What’s more, those three states all collect a sales tax as well, which produces $40 more a barrel in California and Washington, and $30 more a barrel in Idaho.

There’s no disputing the fact that Oregon is collecting far less in beer taxes than its neighboring states. But how do our wine taxes measure up?

A bit of basic arithmetic tells us that a standard 750 milliliter wine bottle holds 25.4 ounces, or 19.8 percent of a gallon. If it is taxed at all, then it is taxed 13.3 cents, or 0.33 cents per ounce.

A 12-ounce bottle of beer runs 9.4 percent of a gallon. Therefore, its tax is 0.79 of a cent or 0.066 cents per ounce. It doesn’t take a mathematical genius to see that the wine tax is four times the beer tax.

The top 20 Oregon producers, already subject to taxation, accounted for 1.7 million of 2009’s total production of 2.5 million cases. That works out to 68 percent.

If the other 32 percent of wineries were taxed, it would suggest that revenue to the state would be increased by 47 percent — 32 divided by 68 — or almost half.

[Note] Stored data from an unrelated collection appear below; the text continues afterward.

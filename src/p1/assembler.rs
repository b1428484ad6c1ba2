//! # Telegram Frame Assembler
//!
//! Turns the serial byte stream into lines and the lines into telegrams.
//! A frame starts at a line beginning with `/` and ends at a line beginning
//! with `!`. Every line in between, the `/` line included, is kept verbatim
//! with a CRLF suffix so the checksum can be recomputed over exactly the
//! bytes the meter sent.
//!
//! ```text
//! /ISK5\2M550T-1012          <- header, starts the frame
//!                             <- blank lines count towards the checksum
//! 1-0:1.8.1(12345.678*kWh)   <- fields
//! !13A9                       <- CRC-16 over "/ISK5...\r\n...\r\n!"
//! ```
//!
//! Nothing is emitted before the checksum has been verified. A field that
//! fails to parse aborts the frame immediately; the rest of it is skipped
//! until the next `/`.

use crate::constants::{P1_FRAME_END, P1_FRAME_START, P1_LINE_TERMINATOR, P1_MAX_LINE_LENGTH};
use crate::error::MeterError;
use crate::logging::log_debug;
use crate::p1::checksum::verify;
use crate::p1::field::{apply_line, FieldOutcome};
use crate::p1::packet::TelegramPacket;
use crate::stats::DecoderStats;
use crate::util::logging::log_frame_hex;
use bytes::{Bytes, BytesMut};

/// What a completed or aborted frame produced.
#[derive(Debug, Clone, PartialEq)]
pub enum FrameOutcome {
    /// A frame whose checksum matched
    Packet(TelegramPacket),
    /// A frame dropped because of the contained error
    Rejected(MeterError),
}

/// Splits a byte stream into lines on `\n`, dropping a trailing `\r`.
///
/// Lines are returned as raw bytes; no text decoding happens here.
#[derive(Debug)]
pub struct LineBuffer {
    buf: BytesMut,
    max_len: usize,
    discarding: bool,
}

impl Default for LineBuffer {
    fn default() -> Self {
        Self::new(P1_MAX_LINE_LENGTH)
    }
}

impl LineBuffer {
    pub fn new(max_len: usize) -> Self {
        LineBuffer {
            buf: BytesMut::with_capacity(1024),
            max_len,
            discarding: false,
        }
    }

    /// Appends bytes and returns every line completed by them.
    ///
    /// An overlong line yields one `LineTooLong` error and is skipped up to
    /// its terminating newline.
    pub fn push(&mut self, data: &[u8]) -> Vec<Result<Bytes, MeterError>> {
        self.buf.extend_from_slice(data);
        let mut lines = Vec::new();

        while let Some(pos) = self.buf.iter().position(|&b| b == b'\n') {
            let mut line = self.buf.split_to(pos + 1);
            if std::mem::take(&mut self.discarding) {
                continue;
            }
            if pos > self.max_len {
                lines.push(Err(MeterError::LineTooLong(self.max_len)));
                continue;
            }
            line.truncate(pos);
            lines.push(Ok(strip_cr(line)));
        }

        if self.buf.len() > self.max_len {
            if !self.discarding {
                lines.push(Err(MeterError::LineTooLong(self.max_len)));
            }
            self.discarding = true;
            self.buf.clear();
        }
        lines
    }

    /// Returns the final unterminated line, if any, at end of stream.
    pub fn take_remainder(&mut self) -> Option<Bytes> {
        if std::mem::take(&mut self.discarding) || self.buf.is_empty() {
            self.buf.clear();
            return None;
        }
        Some(strip_cr(self.buf.split()))
    }
}

fn strip_cr(mut line: BytesMut) -> Bytes {
    if line.last() == Some(&b'\r') {
        line.truncate(line.len() - 1);
    }
    line.freeze()
}

/// Frame/field state machine for one telegram source.
#[derive(Debug, Default)]
pub struct TelegramFrameAssembler {
    reading: bool,
    raw_frame: Vec<u8>,
    packet: TelegramPacket,
    lines: LineBuffer,
    stats: DecoderStats,
}

impl TelegramFrameAssembler {
    pub fn new() -> Self {
        Self::default()
    }

    /// Whether a frame is currently open.
    pub fn is_reading(&self) -> bool {
        self.reading
    }

    /// Bytes accumulated for the current (or most recently completed) frame,
    /// without the `!` terminator.
    pub fn raw_frame(&self) -> &[u8] {
        &self.raw_frame
    }

    pub fn stats(&self) -> DecoderStats {
        self.stats
    }

    /// Feeds raw bytes from the transport.
    pub fn push_bytes(&mut self, data: &[u8]) -> Vec<FrameOutcome> {
        let mut outcomes = Vec::new();
        for line in self.lines.push(data) {
            match line {
                Ok(line) => outcomes.extend(self.push_line(&line)),
                Err(e) => outcomes.push(self.abort(e)),
            }
        }
        outcomes
    }

    /// Processes any unterminated last line at end of stream.
    pub fn finish(&mut self) -> Option<FrameOutcome> {
        let rest = self.lines.take_remainder()?;
        self.push_line(&rest)
    }

    /// Processes one line (without its line separator).
    ///
    /// Content lines that are not valid UTF-8 are kept for the checksum but
    /// otherwise ignored.
    pub fn push_line(&mut self, line: &[u8]) -> Option<FrameOutcome> {
        let line = line.trim_ascii();
        let mut outcome = None;

        if let Some(&first) = line.first() {
            if self.reading {
                if first == P1_FRAME_END {
                    self.reading = false;
                    outcome = Some(self.finish_frame(&line[1..]));
                } else {
                    let applied = match std::str::from_utf8(line) {
                        Ok(text) => apply_line(&mut self.packet, text),
                        Err(_) => Ok(FieldOutcome::NotAField),
                    };
                    match applied {
                        Ok(FieldOutcome::Applied(_)) => {}
                        Ok(FieldOutcome::Ignored) | Ok(FieldOutcome::NotAField) => {
                            self.stats.ignored += 1
                        }
                        Err(e) => {
                            self.stats.parse_errors += 1;
                            self.reading = false;
                            outcome = Some(FrameOutcome::Rejected(e));
                        }
                    }
                }
            } else if first == P1_FRAME_START {
                self.begin_frame(&line[1..]);
            } else {
                self.stats.ignored += 1;
            }
        }

        if self.reading {
            self.raw_frame.extend_from_slice(line);
            self.raw_frame.extend_from_slice(P1_LINE_TERMINATOR.as_bytes());
        }
        outcome
    }

    fn begin_frame(&mut self, header: &[u8]) {
        let header = String::from_utf8_lossy(header);
        log_debug(&format!("P1 frame start: {header}"));
        self.packet = TelegramPacket::new(&header);
        self.raw_frame.clear();
        self.reading = true;
    }

    fn finish_frame(&mut self, digits: &[u8]) -> FrameOutcome {
        log_frame_hex("P1 frame", &self.raw_frame);

        let digits = String::from_utf8_lossy(digits);
        if let Err(e) = verify(&self.raw_frame, &digits) {
            self.stats.checksum_errors += 1;
            return FrameOutcome::Rejected(e);
        }

        self.stats.frames_ok += 1;
        FrameOutcome::Packet(std::mem::take(&mut self.packet))
    }

    fn abort(&mut self, error: MeterError) -> FrameOutcome {
        if self.reading {
            log_debug(&format!("P1 frame aborted: {error}"));
        }
        self.reading = false;
        self.stats.parse_errors += 1;
        FrameOutcome::Rejected(error)
    }
}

However, much of the wine tax paid to the Oregon Liquor Control Commission each year comes from such domestic giants as Gallo and Robert Mondavi and foreign leviathans like Australia’s Yellow Tail and Spain’s Concha y Toro.

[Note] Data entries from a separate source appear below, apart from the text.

//! # DHT22 Edge-Timing Decoder
//!
//! The DHT22 answers a start pulse with a 40-bit frame. Listening on rising
//! edges only, each bit shows up as the interval between two consecutive
//! rising edges: roughly 80 µs for a `0` and 120 µs for a `1`. A long quiet
//! period precedes every frame and serves as the sync marker.
//!
//! ```text
//!          4      3      2      1      0        byte index in the 40-bit word
//!       +------+------+------+------+------+
//!       | RH%  | RH%  | temp | temp |check-|    transmitted left to right,
//!       | MSB  | LSB  | MSB  | LSB  |sum   |    most significant bit first
//!       +------+------+------+------+------+
//! ```
//!
//! Rejected frames (invalid bit, checksum, implausible values) are normal
//! sensor noise: they are counted and logged at debug level, never reported
//! as errors.

use crate::constants::{
    DHT_FRAME_BITS, DHT_MAX_HUMIDITY, DHT_MAX_TEMPERATURE, DHT_MIN_TEMPERATURE,
    DHT_ONE_LIMIT_TICKS, DHT_PREAMBLE_INTERVALS, DHT_SYNC_MIN_TICKS, DHT_ZERO_MAX_TICKS,
    DHT_ZERO_MIN_TICKS, MEASUREMENT_DHT22,
};
use crate::gpio::edge::EdgeEvent;
use crate::gpio::EdgeConsumer;
use crate::sink::Measurement;
use crate::stats::DecoderStats;
use crate::util::tick::TickTracker;

/// Where the decoder is within a frame.
#[derive(Debug, Clone, Copy, PartialEq, Eq)]
pub enum DecodeState {
    /// No sync seen yet
    Idle,
    /// Sync seen; `remaining` start-sequence intervals still to absorb
    Syncing { remaining: u8 },
    /// `bits` data bits collected into `code`, most significant first
    Accumulating { bits: u8, code: u64 },
    /// A full frame was decoded; waiting for the next sync
    Complete,
    /// An invalid bit ended the frame; waiting for the next sync
    Aborted,
}

/// Classification of a single bit interval.
#[derive(Debug, Clone, Copy, PartialEq, Eq)]
pub enum BitClass {
    Zero,
    One,
    Invalid,
}

/// Classifies one rising-edge-to-rising-edge interval.
pub fn classify_interval(interval: u32) -> BitClass {
    if (DHT_ZERO_MIN_TICKS..=DHT_ZERO_MAX_TICKS).contains(&interval) {
        BitClass::Zero
    } else if interval > DHT_ZERO_MAX_TICKS && interval < DHT_ONE_LIMIT_TICKS {
        BitClass::One
    } else {
        BitClass::Invalid
    }
}

/// A validated, calibrated sensor reading.
#[derive(Debug, Clone, Copy, PartialEq)]
pub struct DecodedReading {
    /// Temperature in °C, one decimal
    pub temperature_c: f64,
    /// Relative humidity in %, one decimal
    pub humidity_pct: f64,
}

impl DecodedReading {
    pub fn to_measurement(&self) -> Measurement {
        Measurement::new(MEASUREMENT_DHT22)
            .with_field("temperature", self.temperature_c)
            .with_field("humidity", self.humidity_pct)
    }
}

/// Why a complete 40-bit frame produced no reading.
#[derive(Debug, Clone, Copy, PartialEq)]
pub enum FrameRejection {
    Checksum { transmitted: u8, computed: u8 },
    Humidity(f64),
    Temperature(f64),
}

/// Splits a 40-bit frame into its five bytes, checksum first.
pub fn frame_bytes(code: u64) -> [u8; 5] {
    core::array::from_fn(|i| (code >> (8 * i)) as u8)
}

/// Validates and calibrates a complete 40-bit frame.
pub fn decode_frame(code: u64) -> Result<DecodedReading, FrameRejection> {
    let b = frame_bytes(code);

    let computed = b[1..].iter().fold(0u8, |acc, &x| acc.wrapping_add(x));
    if computed != b[0] {
        return Err(FrameRejection::Checksum {
            transmitted: b[0],
            computed,
        });
    }

    let humidity = f64::from((u16::from(b[4]) << 8) + u16::from(b[3])) / 10.0;
    if humidity > DHT_MAX_HUMIDITY {
        return Err(FrameRejection::Humidity(humidity));
    }

    let divisor = if b[2] & 0x80 != 0 { -10.0 } else { 10.0 };
    let temperature = f64::from((u16::from(b[2] & 0x7F) << 8) + u16::from(b[1])) / divisor;
    if !(DHT_MIN_TEMPERATURE..=DHT_MAX_TEMPERATURE).contains(&temperature) {
        return Err(FrameRejection::Temperature(temperature));
    }

    Ok(DecodedReading {
        temperature_c: round_one_decimal(temperature),
        humidity_pct: round_one_decimal(humidity),
    })
}

fn round_one_decimal(v: f64) -> f64 {
    (v * 10.0).round() / 10.0
}

/// Reconstructs DHT22 frames from bit intervals.
#[derive(Debug, Clone)]
pub struct EdgeTimingDecoder {
    state: DecodeState,
    clock: TickTracker,
    stats: DecoderStats,
}

impl Default for EdgeTimingDecoder {
    fn default() -> Self {
        Self::new()
    }
}

impl EdgeTimingDecoder {
    pub fn new() -> Self {
        EdgeTimingDecoder {
            state: DecodeState::Idle,
            clock: TickTracker::new(),
            stats: DecoderStats::default(),
        }
    }

    pub fn state(&self) -> DecodeState {
        self.state
    }

    pub fn stats(&self) -> DecoderStats {
        self.stats
    }

    /// Drops any frame in progress and forgets the previous tick.
    pub fn reset(&mut self) {
        self.state = DecodeState::Idle;
        self.clock.reset();
    }

    /// Feeds a raw edge event; the interval is taken from the previous event.
    pub fn on_edge(&mut self, event: EdgeEvent) -> Option<DecodedReading> {
        let interval = self.clock.observe(event.tick)?;
        self.push_interval(interval)
    }

    /// Advances the state machine by one interval.
    ///
    /// Returns a reading when this interval completed a valid frame.
    pub fn push_interval(&mut self, interval: u32) -> Option<DecodedReading> {
        if interval > DHT_SYNC_MIN_TICKS {
            self.state = Self::after_sync(DHT_PREAMBLE_INTERVALS);
            return None;
        }

        match self.state {
            DecodeState::Idle | DecodeState::Complete | DecodeState::Aborted => {
                self.stats.ignored += 1;
                None
            }
            DecodeState::Syncing { remaining } => {
                self.state = Self::after_sync(remaining - 1);
                None
            }
            DecodeState::Accumulating { bits, code } => {
                let code = match classify_interval(interval) {
                    BitClass::Zero => code << 1,
                    BitClass::One => (code << 1) | 1,
                    BitClass::Invalid => {
                        log::debug!("DHT22: invalid bit interval {interval} after {bits} bits");
                        self.stats.invalid_bits += 1;
                        self.state = DecodeState::Aborted;
                        return None;
                    }
                };

                let bits = bits + 1;
                if bits < DHT_FRAME_BITS {
                    self.state = DecodeState::Accumulating { bits, code };
                    return None;
                }

                self.state = DecodeState::Complete;
                self.finish(code)
            }
        }
    }

    fn after_sync(remaining: u8) -> DecodeState {
        if remaining == 0 {
            DecodeState::Accumulating { bits: 0, code: 0 }
        } else {
            DecodeState::Syncing { remaining }
        }
    }

    fn finish(&mut self, code: u64) -> Option<DecodedReading> {
        match decode_frame(code) {
            Ok(reading) => {
                self.stats.frames_ok += 1;
                Some(reading)
            }
            Err(rejection) => {
                log::debug!("DHT22: frame {code:010X} rejected: {rejection:?}");
                match rejection {
                    FrameRejection::Checksum { .. } => self.stats.checksum_errors += 1,
                    FrameRejection::Humidity(_) | FrameRejection::Temperature(_) => {
                        self.stats.out_of_range += 1
                    }
                }
                None
            }
        }
    }
}

impl EdgeConsumer for EdgeTimingDecoder {
    fn name(&self) -> &'static str {
        MEASUREMENT_DHT22
    }

    fn consume(&mut self, event: EdgeEvent) -> Option<Measurement> {
        self.on_edge(event).map(|r| r.to_measurement())
    }

    fn stats(&self) -> DecoderStats {
        self.stats
    }
}

#[cfg(test)]
mod tests {
    use super::*;

    fn feed_frame(decoder: &mut EdgeTimingDecoder, code: u64) -> Option<DecodedReading> {
        decoder.push_interval(12_000);
        decoder.push_interval(80);
        decoder.push_interval(80);
        let mut out = None;
        for i in (0..40).rev() {
            let interval = if (code >> i) & 1 == 1 { 120 } else { 80 };
            out = decoder.push_interval(interval);
        }
        out
    }

    #[test]
    fn test_classify_boundaries() {
        assert_eq!(classify_interval(59), BitClass::Invalid);
        assert_eq!(classify_interval(60), BitClass::Zero);
        assert_eq!(classify_interval(100), BitClass::Zero);
        assert_eq!(classify_interval(101), BitClass::One);
        assert_eq!(classify_interval(149), BitClass::One);
        assert_eq!(classify_interval(150), BitClass::Invalid);
    }

    #[test]
    fn test_frame_bytes_order() {
        assert_eq!(frame_bytes(0x02_8A_81_48_55), [0x55, 0x48, 0x81, 0x8A, 0x02]);
    }

    #[test]
    fn test_decode_negative_temperature() {
        let reading = decode_frame(0x02_8A_81_48_55).unwrap();
        assert_eq!(reading.humidity_pct, 65.0);
        assert_eq!(reading.temperature_c, -32.8);
    }

    #[test]
    fn test_decode_rejects_humidity_out_of_range() {
        // RH 0x0456 = 1110 -> 111.0 %
        let (b4, b3, b2, b1) = (0x04u8, 0x56u8, 0x00u8, 0xC8u8);
        let sum = b4.wrapping_add(b3).wrapping_add(b2).wrapping_add(b1);
        let code = u64::from_be_bytes([0, 0, 0, b4, b3, b2, b1, sum]);
        assert_eq!(decode_frame(code), Err(FrameRejection::Humidity(111.0)));
    }

    #[test]
    fn test_decode_rejects_temperature_out_of_range() {
        // -50.1 °C
        let (b4, b3, b2, b1) = (0x01u8, 0xF4u8, 0x81u8, 0xF5u8);
        let sum = b4.wrapping_add(b3).wrapping_add(b2).wrapping_add(b1);
        let code = u64::from_be_bytes([0, 0, 0, b4, b3, b2, b1, sum]);
        assert_eq!(decode_frame(code), Err(FrameRejection::Temperature(-50.1)));
    }

    #[test]
    fn test_state_transitions() {
        let mut decoder = EdgeTimingDecoder::new();
        assert_eq!(decoder.state(), DecodeState::Idle);

        decoder.push_interval(80);
        assert_eq!(decoder.state(), DecodeState::Idle);

        decoder.push_interval(10_001);
        assert_eq!(decoder.state(), DecodeState::Syncing { remaining: 2 });
        decoder.push_interval(80);
        assert_eq!(decoder.state(), DecodeState::Syncing { remaining: 1 });
        decoder.push_interval(80);
        assert_eq!(decoder.state(), DecodeState::Accumulating { bits: 0, code: 0 });
        decoder.push_interval(120);
        assert_eq!(decoder.state(), DecodeState::Accumulating { bits: 1, code: 1 });
        decoder.push_interval(80);
        assert_eq!(decoder.state(), DecodeState::Accumulating { bits: 2, code: 2 });
        decoder.push_interval(200);
        assert_eq!(decoder.state(), DecodeState::Aborted);
        assert_eq!(decoder.stats().invalid_bits, 1);
    }

    #[test]
    fn test_sync_interval_is_exclusive() {
        let mut decoder = EdgeTimingDecoder::new();
        decoder.push_interval(10_000);
        assert_eq!(decoder.state(), DecodeState::Idle);
    }

    #[test]
    fn test_full_frame_emits_reading() {
        let mut decoder = EdgeTimingDecoder::new();
        let reading = feed_frame(&mut decoder, 0x02_8A_81_48_55).unwrap();
        assert_eq!(reading.humidity_pct, 65.0);
        assert_eq!(reading.temperature_c, -32.8);
        assert_eq!(decoder.state(), DecodeState::Complete);
        assert_eq!(decoder.stats().frames_ok, 1);

        // Bits after completion are ignored until the next sync
        assert_eq!(decoder.push_interval(80), None);
        assert_eq!(decoder.state(), DecodeState::Complete);
    }

    #[test]
    fn test_corrupted_checksum_emits_nothing() {
        let mut decoder = EdgeTimingDecoder::new();
        assert_eq!(feed_frame(&mut decoder, 0x02_8A_81_48_56), None);
        assert_eq!(decoder.stats().checksum_errors, 1);
    }

    #[test]
    fn test_on_edge_uses_tick_differences() {
        let mut decoder = EdgeTimingDecoder::new();
        let code: u64 = 0x02_8A_81_48_55;
        // Start close to the wrap point so the frame straddles it
        let mut tick = u32::MAX - 20_000;
        assert_eq!(decoder.on_edge(EdgeEvent::rising(tick)), None);
        tick = tick.wrapping_add(15_000);
        decoder.on_edge(EdgeEvent::rising(tick));
        for _ in 0..2 {
            tick = tick.wrapping_add(80);
            decoder.on_edge(EdgeEvent::rising(tick));
        }
        let mut out = None;
        for i in (0..40).rev() {
            tick = tick.wrapping_add(if (code >> i) & 1 == 1 { 120 } else { 80 });
            out = decoder.on_edge(EdgeEvent::rising(tick));
        }
        assert_eq!(
            out,
            Some(DecodedReading {
                temperature_c: -32.8,
                humidity_pct: 65.0
            })
        );
    }
}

Therefore, although the tax paid by Oregon wineries would increase by some 47 percent, the total revenue received from all wines would be considerably less.

For those interested in where this tax revenue goes, the OLCC is merely a passthrough. The money is then dispensed to the general fund, cities, counties, mental health, alcoholism and drug services and the Oregon Wine Board.

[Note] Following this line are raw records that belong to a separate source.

//! # P1 Serial Transport
//!
//! Opens the P1 port with `tokio-serial`. DSMR 4 and later use 115200 baud,
//! 8 data bits, no parity, one stop bit; the line is receive-only.

use crate::config::P1Config;
use crate::error::MeterError;
use std::time::Duration;
use tokio_serial::{SerialPortBuilderExt, SerialStream};

/// Opens the serial port described by `config`.
pub fn open_port(config: &P1Config) -> Result<SerialStream, MeterError> {
    config.validate()?;

    let port = tokio_serial::new(&config.port, config.baud)
        .data_bits(tokio_serial::DataBits::Eight)
        .stop_bits(tokio_serial::StopBits::One)
        .parity(tokio_serial::Parity::None)
        .flow_control(tokio_serial::FlowControl::None)
        .timeout(Duration::from_secs(5))
        .open_native_async()
        .map_err(|e| {
            MeterError::SerialPortError(format!("could not open {}: {e}", config.port))
        })?;

    log::info!("Opened P1 port {} at {} baud", config.port, config.baud);
    Ok(port)
}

Kerivan recommended that the increased revenue go to schools.

Of the OLCC’s $178.1 million in net revenue last year, $16.8 million came from its beer and wine gallonage taxes. A rough estimate puts the Oregon wine industry contribution at about $2.8 million or 16.5 percent of the total.

Just extending the wine tax to smaller producers, without also increasing the beer tax, would add about $1.3 million. In other words, it doesn’t amount to that much in the big picture — only about 8 percent.

So, how do other Oregon wineries view Kerivan’s proposal?

Premium producer Ken Wright Cellars, whose Pinots rank among Oregon’s very best, started out making just a few hundred cases a year. The winery is now at the 10,000-case level, making its annual production about 24,000 gallons, which means it is still exempt.

Wright expressed his gratitude to the state for giving him a tax break in the early years, when he was struggling to survive.

“That tax break made a big difference when I was working alone and plowing everything I made back into the business,” he said. “It allowed me to grow and hire additional people.”

Most of the state’s wineries started out exactly that way and new ones are still beginning based on the model of one or two key people doing essentially everything to get their feet on the ground.

Based on his own quarter century of experience, Wright said that after you reach about 3,000 cases, or 7,500 gallons annually, you can no longer do it all yourself.

He said he could probably live with a gallonage tax at this point. However, he thinks some sort of low-end exemption still makes sense — say, at 7,500 to 10,000 gallons, which works out to about 3,000 to 4,500 cases.

That’s a mere fraction of the current 40,000-case trigger for in-state sales. The revenue difference would be far more meaningful left in the hands of tiny wineries than the minuscule contribution it would make to the state treasury.

For anything approaching $35 million in additional revenue to be realized, the vast majority would have to come from the beer side.

Were the legislature to seriously consider such an increase, we could count on outrage from the beer industry and its lobbyists. But given the revenue collected by other states, their arguments fall far short of compelling.

Another aspect of Kerivan’s proposal is an increase in the amount of the wine gallonage tax earmarked for the Oregon Wine Board’s annual promotional budget.

Last year, it was just 2 cents a gallon, which produced slightly more than $300,000. He would like to see it raised to 7 cents, which would give the board more than $1 million a year to promote Brand Oregon to the wider wine world.